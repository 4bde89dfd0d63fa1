//! Page bookkeeping for a fixed item sequence.
//!
//! Pages are 1-indexed. The item sequence is set once; afterwards only the
//! current page moves, and only through the navigation methods, which refuse
//! to leave `[1, total_pages]`.

use std::num::NonZeroUsize;
use thiserror::Error;

use crate::feed::FeedItemRecord;

#[derive(Debug, Error, PartialEq, Eq)]
pub enum PageError {
    #[error("Page {page} is out of range (1..={total_pages})")]
    OutOfRange { page: usize, total_pages: usize },

    #[error("Items have already been loaded")]
    AlreadyPopulated,
}

/// Per-widget feed state.
pub type FeedState = Paginator<FeedItemRecord>;

#[derive(Debug, Clone)]
pub struct Paginator<T> {
    items: Vec<T>,
    items_per_page: NonZeroUsize,
    current_page: usize,
    total_pages: usize,
    populated: bool,
}

impl<T> Paginator<T> {
    /// Empty state on page 1.
    pub fn new(items_per_page: NonZeroUsize) -> Self {
        Self {
            items: Vec::new(),
            items_per_page,
            current_page: 1,
            total_pages: 0,
            populated: false,
        }
    }

    /// Install the item sequence and compute the page count.
    ///
    /// Can only happen once; the page count is fixed afterwards.
    pub fn populate(&mut self, items: Vec<T>) -> Result<(), PageError> {
        if self.populated {
            return Err(PageError::AlreadyPopulated);
        }
        self.total_pages = items.len().div_ceil(self.items_per_page.get());
        self.items = items;
        self.current_page = 1;
        self.populated = true;
        Ok(())
    }

    pub fn is_populated(&self) -> bool {
        self.populated
    }

    pub fn items(&self) -> &[T] {
        &self.items
    }

    pub fn items_per_page(&self) -> NonZeroUsize {
        self.items_per_page
    }

    pub fn current_page(&self) -> usize {
        self.current_page
    }

    pub fn total_pages(&self) -> usize {
        self.total_pages
    }

    /// Items on page `page`, clipped to the sequence. Empty when out of range.
    pub fn page(&self, page: usize) -> &[T] {
        if page == 0 {
            return &[];
        }
        let per_page = self.items_per_page.get();
        let start = (page - 1).saturating_mul(per_page).min(self.items.len());
        let end = start.saturating_add(per_page).min(self.items.len());
        &self.items[start..end]
    }

    /// Items on the current page.
    pub fn current_items(&self) -> &[T] {
        self.page(self.current_page)
    }

    /// Index of the first current-page item within the whole sequence.
    pub fn current_offset(&self) -> usize {
        (self.current_page - 1) * self.items_per_page.get()
    }

    /// Step back one page. Returns whether the page changed.
    pub fn previous(&mut self) -> bool {
        if self.current_page > 1 {
            self.current_page -= 1;
            true
        } else {
            false
        }
    }

    /// Step forward one page. Returns whether the page changed.
    pub fn next(&mut self) -> bool {
        if self.current_page < self.total_pages {
            self.current_page += 1;
            true
        } else {
            false
        }
    }

    /// Jump to `page`, rejecting pages outside `[1, total_pages]`.
    pub fn go_to(&mut self, page: usize) -> Result<(), PageError> {
        if page == 0 || page > self.total_pages {
            return Err(PageError::OutOfRange {
                page,
                total_pages: self.total_pages,
            });
        }
        self.current_page = page;
        Ok(())
    }
}

#[cfg(test)]
mod tests {
    use super::*;
    use proptest::prelude::*;

    fn paginator(count: usize, per_page: usize) -> Paginator<usize> {
        let mut p = Paginator::new(NonZeroUsize::new(per_page).unwrap());
        p.populate((0..count).collect()).unwrap();
        p
    }

    #[test]
    fn test_new_state_is_empty_on_page_one() {
        let p: Paginator<usize> = Paginator::new(NonZeroUsize::new(5).unwrap());
        assert_eq!(p.current_page(), 1);
        assert_eq!(p.total_pages(), 0);
        assert!(p.current_items().is_empty());
        assert!(!p.is_populated());
    }

    #[test]
    fn test_twelve_items_five_per_page() {
        let p = paginator(12, 5);
        assert_eq!(p.total_pages(), 3);
        assert_eq!(p.page(1), &[0, 1, 2, 3, 4]);
        assert_eq!(p.page(2), &[5, 6, 7, 8, 9]);
        assert_eq!(p.page(3), &[10, 11]);
        assert!(p.page(4).is_empty());
        assert!(p.page(0).is_empty());
    }

    #[test]
    fn test_previous_is_noop_on_first_page() {
        let mut p = paginator(12, 5);
        assert!(!p.previous());
        assert_eq!(p.current_page(), 1);
    }

    #[test]
    fn test_next_is_noop_on_last_page() {
        let mut p = paginator(12, 5);
        assert!(p.next());
        assert!(p.next());
        assert_eq!(p.current_page(), 3);
        assert!(!p.next());
        assert_eq!(p.current_page(), 3);
        assert_eq!(p.current_items(), &[10, 11]);
        assert_eq!(p.current_offset(), 10);
    }

    #[test]
    fn test_next_is_noop_without_items() {
        let mut p = paginator(0, 5);
        assert_eq!(p.total_pages(), 0);
        assert!(!p.next());
        assert!(!p.previous());
        assert_eq!(p.current_page(), 1);
    }

    #[test]
    fn test_go_to_rejects_out_of_range() {
        let mut p = paginator(12, 5);
        assert_eq!(
            p.go_to(0),
            Err(PageError::OutOfRange {
                page: 0,
                total_pages: 3
            })
        );
        assert!(p.go_to(4).is_err());
        assert_eq!(p.current_page(), 1);

        p.go_to(3).unwrap();
        assert_eq!(p.current_page(), 3);
    }

    #[test]
    fn test_populate_only_once() {
        let mut p = paginator(3, 2);
        assert_eq!(p.populate(vec![9]), Err(PageError::AlreadyPopulated));
        assert_eq!(p.items(), &[0, 1, 2]);
        assert_eq!(p.total_pages(), 2);
    }

    proptest! {
        #[test]
        fn prop_pages_reconstruct_sequence(count in 0usize..200, per_page in 1usize..20) {
            let p = paginator(count, per_page);
            prop_assert_eq!(p.total_pages(), count.div_ceil(per_page));

            let rebuilt: Vec<usize> = (1..=p.total_pages())
                .flat_map(|page| p.page(page).iter().copied())
                .collect();
            prop_assert_eq!(rebuilt, (0..count).collect::<Vec<_>>());
        }

        #[test]
        fn prop_navigation_stays_in_range(
            count in 0usize..60,
            per_page in 1usize..10,
            moves in proptest::collection::vec(0u8..3, 0..40),
        ) {
            let mut p = paginator(count, per_page);
            for m in moves {
                match m {
                    0 => { p.previous(); }
                    1 => { p.next(); }
                    _ => { let _ = p.go_to(count % 7); }
                }
                prop_assert!(p.current_page() >= 1);
                prop_assert!(p.current_page() <= p.total_pages().max(1));
                let start = (p.current_page() - 1) * per_page;
                let end = (start + per_page).min(count);
                let expected: Vec<usize> = (start.min(count)..end).collect();
                prop_assert_eq!(p.current_items().to_vec(), expected);
            }
        }
    }
}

════════════════

## Work instruction
Write out the complete listing above, exactly as it reads.

## The answer
repository 4bde89dfd0d63fa1
//! Page bookkeeping for a fixed item sequence.
//!
//! Pages are 1-indexed. The item sequence is set once; afterwards only the
//! current page moves, and only through the navigation methods, which refuse
//! to leave `[1, total_pages]`.

use std::num::NonZeroUsize;
use thiserror::Error;

use crate::feed::FeedItemRecord;

#[derive(Debug, Error, PartialEq, Eq)]
pub enum PageError {
    #[error("Page {page} is out of range (1..={total_pages})")]
    OutOfRange { page: usize, total_pages: usize },

    #[error("Items have already been loaded")]
    AlreadyPopulated,
}

/// Per-widget feed state.
pub type FeedState = Paginator<FeedItemRecord>;

#[derive(Debug, Clone)]
pub struct Paginator<T> {
    items: Vec<T>,
    items_per_page: NonZeroUsize,
    current_page: usize,
    total_pages: usize,
    populated: bool,
}

impl<T> Paginator<T> {
    /// Empty state on page 1.
    pub fn new(items_per_page: NonZeroUsize) -> Self {
        Self {
            items: Vec::new(),
            items_per_page,
            current_page: 1,
            total_pages: 0,
            populated: false,
        }
    }

    /// Install the item sequence and compute the page count.
    ///
    /// Can only happen once; the page count is fixed afterwards.
    pub fn populate(&mut self, items: Vec<T>) -> Result<(), PageError> {
        if self.populated {
            return Err(PageError::AlreadyPopulated);
        }
        self.total_pages = items.len().div_ceil(self.items_per_page.get());
        self.items = items;
        self.current_page = 1;
        self.populated = true;
        Ok(())
    }

    pub fn is_populated(&self) -> bool {
        self.populated
    }

    pub fn items(&self) -> &[T] {
        &self.items
    }

    pub fn items_per_page(&self) -> NonZeroUsize {
        self.items_per_page
    }

    pub fn current_page(&self) -> usize {
        self.current_page
    }

    pub fn total_pages(&self) -> usize {
        self.total_pages
    }

    /// Items on page `page`, clipped to the sequence. Empty when out of range.
    pub fn page(&self, page: usize) -> &[T] {
        if page == 0 {
            return &[];
        }
        let per_page = self.items_per_page.get();
        let start = (page - 1).saturating_mul(per_page).min(self.items.len());
        let end = start.saturating_add(per_page).min(self.items.len());
        &self.items[start..end]
    }

    /// Items on the current page.
    pub fn current_items(&self) -> &[T] {
        self.page(self.current_page)
    }

    /// Index of the first current-page item within the whole sequence.
    pub fn current_offset(&self) -> usize {
        (self.current_page - 1) * self.items_per_page.get()
    }

    /// Step back one page. Returns whether the page changed.
    pub fn previous(&mut self) -> bool {
        if self.current_page > 1 {
            self.current_page -= 1;
            true
        } else {
            false
        }
    }

    /// Step forward one page. Returns whether the page changed.
    pub fn next(&mut self) -> bool {
        if self.current_page < self.total_pages {
            self.current_page += 1;
            true
        } else {
            false
        }
    }

    /// Jump to `page`, rejecting pages outside `[1, total_pages]`.
    pub fn go_to(&mut self, page: usize) -> Result<(), PageError> {
        if page == 0 || page > self.total_pages {
            return Err(PageError::OutOfRange {
                page,
                total_pages: self.total_pages,
            });
        }
        self.current_page = page;
        Ok(())
    }
}

#[cfg(test)]
mod tests {
    use super::*;
    use proptest::prelude::*;

    fn paginator(count: usize, per_page: usize) -> Paginator<usize> {
        let mut p = Paginator::new(NonZeroUsize::new(per_page).unwrap());
        p.populate((0..count).collect()).unwrap();
        p
    }

    #[test]
    fn test_new_state_is_empty_on_page_one() {
        let p: Paginator<usize> = Paginator::new(NonZeroUsize::new(5).unwrap());
        assert_eq!(p.current_page(), 1);
        assert_eq!(p.total_pages(), 0);
        assert!(p.current_items().is_empty());
        assert!(!p.is_populated());
    }

    #[test]
    fn test_twelve_items_five_per_page() {
        let p = paginator(12, 5);
        assert_eq!(p.total_pages(), 3);
        assert_eq!(p.page(1), &[0, 1, 2, 3, 4]);
        assert_eq!(p.page(2), &[5, 6, 7, 8, 9]);
        assert_eq!(p.page(3), &[10, 11]);
        assert!(p.page(4).is_empty());
        assert!(p.page(0).is_empty());
    }

    #[test]
    fn test_previous_is_noop_on_first_page() {
        let mut p = paginator(12, 5);
        assert!(!p.previous());
        assert_eq!(p.current_page(), 1);
    }

    #[test]
    fn test_next_is_noop_on_last_page() {
        let mut p = paginator(12, 5);
        assert!(p.next());
        assert!(p.next());
        assert_eq!(p.current_page(), 3);
        assert!(!p.next());
        assert_eq!(p.current_page(), 3);
        assert_eq!(p.current_items(), &[10, 11]);
        assert_eq!(p.current_offset(), 10);
    }

    #[test]
    fn test_next_is_noop_without_items() {
        let mut p = paginator(0, 5);
        assert_eq!(p.total_pages(), 0);
        assert!(!p.next());
        assert!(!p.previous());
        assert_eq!(p.current_page(), 1);
    }

    #[test]
    fn test_go_to_rejects_out_of_range() {
        let mut p = paginator(12, 5);
        assert_eq!(
            p.go_to(0),
            Err(PageError::OutOfRange {
                page: 0,
                total_pages: 3
            })
        );
        assert!(p.go_to(4).is_err());
        assert_eq!(p.current_page(), 1);

        p.go_to(3).unwrap();
        assert_eq!(p.current_page(), 3);
    }

    #[test]
    fn test_populate_only_once() {
        let mut p = paginator(3, 2);
        assert_eq!(p.populate(vec![9]), Err(PageError::AlreadyPopulated));
        assert_eq!(p.items(), &[0, 1, 2]);
        assert_eq!(p.total_pages(), 2);
    }

    proptest! {
        #[test]
        fn prop_pages_reconstruct_sequence(count in 0usize..200, per_page in 1usize..20) {
            let p = paginator(count, per_page);
            prop_assert_eq!(p.total_pages(), count.div_ceil(per_page));

            let rebuilt: Vec<usize> = (1..=p.total_pages())
                .flat_map(|page| p.page(page).iter().copied())
                .collect();
            prop_assert_eq!(rebuilt, (0..count).collect::<Vec<_>>());
        }

        #[test]
        fn prop_navigation_stays_in_range(
            count in 0usize..60,
            per_page in 1usize..10,
            moves in proptest::collection::vec(0u8..3, 0..40),
        ) {
            let mut p = paginator(count, per_page);
            for m in moves {
                match m {
                    0 => { p.previous(); }
                    1 => { p.next(); }
                    _ => { let _ = p.go_to(count % 7); }
                }
                prop_assert!(p.current_page() >= 1);
                prop_assert!(p.current_page() <= p.total_pages().max(1));
                let start = (p.current_page() - 1) * per_page;
                let end = (start + per_page).min(count);
                let expected: Vec<usize> = (start.min(count)..end).collect();
                prop_assert_eq!(p.current_items().to_vec(), expected);
            }
        }
    }
}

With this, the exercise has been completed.